Problem to work on →
Below are records; reproduce exactly the lines from the one that has "return Err(error);" through the one that has "let payload = match", ends included, and nothing more.

Records for the exercise →
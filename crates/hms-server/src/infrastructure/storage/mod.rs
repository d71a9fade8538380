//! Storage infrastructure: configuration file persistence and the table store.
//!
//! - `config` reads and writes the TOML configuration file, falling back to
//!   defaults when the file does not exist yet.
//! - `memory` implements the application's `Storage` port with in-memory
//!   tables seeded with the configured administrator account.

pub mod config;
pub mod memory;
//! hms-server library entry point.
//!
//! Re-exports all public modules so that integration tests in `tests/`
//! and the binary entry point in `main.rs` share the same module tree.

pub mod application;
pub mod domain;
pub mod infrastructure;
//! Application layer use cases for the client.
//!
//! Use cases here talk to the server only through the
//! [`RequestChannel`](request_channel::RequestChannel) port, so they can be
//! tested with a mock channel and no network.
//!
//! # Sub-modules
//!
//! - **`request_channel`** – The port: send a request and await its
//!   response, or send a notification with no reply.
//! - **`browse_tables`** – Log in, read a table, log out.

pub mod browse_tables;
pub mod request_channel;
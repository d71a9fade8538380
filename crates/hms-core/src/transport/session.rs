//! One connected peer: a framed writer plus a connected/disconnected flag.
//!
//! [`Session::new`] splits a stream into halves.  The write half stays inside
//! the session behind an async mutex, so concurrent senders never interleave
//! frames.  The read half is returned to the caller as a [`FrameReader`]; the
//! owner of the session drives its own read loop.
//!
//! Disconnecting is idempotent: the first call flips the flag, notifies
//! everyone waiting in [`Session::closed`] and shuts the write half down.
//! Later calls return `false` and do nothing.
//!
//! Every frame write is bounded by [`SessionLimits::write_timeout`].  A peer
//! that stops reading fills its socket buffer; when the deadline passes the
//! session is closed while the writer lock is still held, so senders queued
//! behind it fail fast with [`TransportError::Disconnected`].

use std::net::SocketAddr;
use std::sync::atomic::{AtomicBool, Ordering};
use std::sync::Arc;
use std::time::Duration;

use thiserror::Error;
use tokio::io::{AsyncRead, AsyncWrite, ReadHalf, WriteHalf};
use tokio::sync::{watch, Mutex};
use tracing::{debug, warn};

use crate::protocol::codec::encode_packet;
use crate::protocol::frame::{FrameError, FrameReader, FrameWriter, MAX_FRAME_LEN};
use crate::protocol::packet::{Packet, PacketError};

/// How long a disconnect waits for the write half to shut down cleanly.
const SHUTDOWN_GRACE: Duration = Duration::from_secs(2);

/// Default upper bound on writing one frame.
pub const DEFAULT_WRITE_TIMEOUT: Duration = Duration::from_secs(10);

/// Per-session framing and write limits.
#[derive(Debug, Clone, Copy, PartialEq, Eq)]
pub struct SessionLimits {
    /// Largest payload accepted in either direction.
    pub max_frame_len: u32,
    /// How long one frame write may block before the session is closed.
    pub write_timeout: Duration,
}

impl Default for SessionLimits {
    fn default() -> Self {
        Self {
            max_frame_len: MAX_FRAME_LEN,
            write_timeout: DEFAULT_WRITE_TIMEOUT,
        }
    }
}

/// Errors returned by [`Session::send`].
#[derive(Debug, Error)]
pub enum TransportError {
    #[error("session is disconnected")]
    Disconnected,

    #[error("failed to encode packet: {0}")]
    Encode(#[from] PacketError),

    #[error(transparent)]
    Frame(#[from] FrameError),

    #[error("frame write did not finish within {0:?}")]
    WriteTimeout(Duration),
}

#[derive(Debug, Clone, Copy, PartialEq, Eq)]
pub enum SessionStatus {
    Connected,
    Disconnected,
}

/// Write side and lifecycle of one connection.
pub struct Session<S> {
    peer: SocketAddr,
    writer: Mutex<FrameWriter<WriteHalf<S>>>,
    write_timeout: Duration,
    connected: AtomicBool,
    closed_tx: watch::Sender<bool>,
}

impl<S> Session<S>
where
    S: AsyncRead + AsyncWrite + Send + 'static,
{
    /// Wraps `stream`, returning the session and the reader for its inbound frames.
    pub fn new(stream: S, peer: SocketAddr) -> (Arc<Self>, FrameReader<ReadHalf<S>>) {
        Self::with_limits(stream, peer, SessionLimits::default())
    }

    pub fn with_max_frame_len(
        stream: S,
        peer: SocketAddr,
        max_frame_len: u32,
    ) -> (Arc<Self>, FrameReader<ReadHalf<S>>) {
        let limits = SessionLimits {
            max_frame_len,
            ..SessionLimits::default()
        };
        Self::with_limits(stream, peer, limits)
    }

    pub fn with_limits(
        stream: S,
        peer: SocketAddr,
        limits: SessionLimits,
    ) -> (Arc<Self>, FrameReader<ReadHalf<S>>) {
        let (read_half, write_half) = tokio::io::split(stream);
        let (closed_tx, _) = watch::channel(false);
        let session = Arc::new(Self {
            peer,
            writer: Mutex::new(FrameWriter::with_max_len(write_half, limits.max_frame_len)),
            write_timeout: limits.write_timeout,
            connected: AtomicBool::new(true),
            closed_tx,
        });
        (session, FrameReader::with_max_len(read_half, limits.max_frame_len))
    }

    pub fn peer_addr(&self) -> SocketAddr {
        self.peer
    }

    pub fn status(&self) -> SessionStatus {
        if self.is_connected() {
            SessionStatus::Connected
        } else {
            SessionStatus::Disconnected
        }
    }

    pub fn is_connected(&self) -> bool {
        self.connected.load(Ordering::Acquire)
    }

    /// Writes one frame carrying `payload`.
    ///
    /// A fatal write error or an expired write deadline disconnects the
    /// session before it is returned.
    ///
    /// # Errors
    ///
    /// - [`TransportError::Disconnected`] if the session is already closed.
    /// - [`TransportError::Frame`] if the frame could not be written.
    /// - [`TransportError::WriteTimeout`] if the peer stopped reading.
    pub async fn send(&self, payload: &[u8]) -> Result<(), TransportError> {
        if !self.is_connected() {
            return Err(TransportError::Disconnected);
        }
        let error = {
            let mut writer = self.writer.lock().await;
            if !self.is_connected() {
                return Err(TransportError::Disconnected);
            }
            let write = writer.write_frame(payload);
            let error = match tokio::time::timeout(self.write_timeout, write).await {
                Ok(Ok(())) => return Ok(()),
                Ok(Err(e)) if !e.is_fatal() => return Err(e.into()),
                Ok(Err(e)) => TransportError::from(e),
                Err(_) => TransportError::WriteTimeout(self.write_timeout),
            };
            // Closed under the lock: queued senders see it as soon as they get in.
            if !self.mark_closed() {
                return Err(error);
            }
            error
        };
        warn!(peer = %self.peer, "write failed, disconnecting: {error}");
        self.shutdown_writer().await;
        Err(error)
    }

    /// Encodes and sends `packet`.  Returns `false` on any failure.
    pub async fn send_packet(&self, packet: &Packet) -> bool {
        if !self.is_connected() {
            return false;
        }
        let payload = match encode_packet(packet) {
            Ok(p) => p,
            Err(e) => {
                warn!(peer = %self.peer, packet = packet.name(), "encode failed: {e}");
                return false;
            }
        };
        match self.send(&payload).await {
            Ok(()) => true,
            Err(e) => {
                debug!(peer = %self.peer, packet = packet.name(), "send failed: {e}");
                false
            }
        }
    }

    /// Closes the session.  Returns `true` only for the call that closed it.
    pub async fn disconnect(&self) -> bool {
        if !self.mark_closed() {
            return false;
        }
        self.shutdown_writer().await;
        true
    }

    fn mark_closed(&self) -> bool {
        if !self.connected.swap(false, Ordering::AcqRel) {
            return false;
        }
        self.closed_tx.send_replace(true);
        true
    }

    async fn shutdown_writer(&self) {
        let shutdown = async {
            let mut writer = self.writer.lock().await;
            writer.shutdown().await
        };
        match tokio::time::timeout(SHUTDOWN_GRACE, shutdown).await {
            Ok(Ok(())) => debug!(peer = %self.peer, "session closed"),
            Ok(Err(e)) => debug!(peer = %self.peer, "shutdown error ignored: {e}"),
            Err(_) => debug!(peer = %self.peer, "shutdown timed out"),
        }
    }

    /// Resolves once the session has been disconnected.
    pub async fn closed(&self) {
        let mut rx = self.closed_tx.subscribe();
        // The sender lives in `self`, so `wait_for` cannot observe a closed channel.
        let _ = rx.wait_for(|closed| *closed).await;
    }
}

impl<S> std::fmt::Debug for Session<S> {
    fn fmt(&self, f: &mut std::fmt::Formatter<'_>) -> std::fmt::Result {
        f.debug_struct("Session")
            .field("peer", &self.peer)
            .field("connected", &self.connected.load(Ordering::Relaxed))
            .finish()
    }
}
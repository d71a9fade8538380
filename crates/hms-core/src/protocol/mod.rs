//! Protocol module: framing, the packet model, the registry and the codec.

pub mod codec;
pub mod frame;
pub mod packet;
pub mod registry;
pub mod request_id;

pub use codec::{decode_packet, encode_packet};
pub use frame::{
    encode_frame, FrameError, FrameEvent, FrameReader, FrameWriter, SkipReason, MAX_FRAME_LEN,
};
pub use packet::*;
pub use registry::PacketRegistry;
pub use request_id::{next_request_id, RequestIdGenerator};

Exercise solution →
                return Err(error);
            }
            error
        };
        warn!(peer = %self.peer, "write failed, disconnecting: {error}");
        self.shutdown_writer().await;
        Err(error)
    }

    /// Encodes and sends `packet`.  Returns `false` on any failure.
    pub async fn send_packet(&self, packet: &Packet) -> bool {
        if !self.is_connected() {
            return false;
        }
        let payload = match encode_packet(packet) {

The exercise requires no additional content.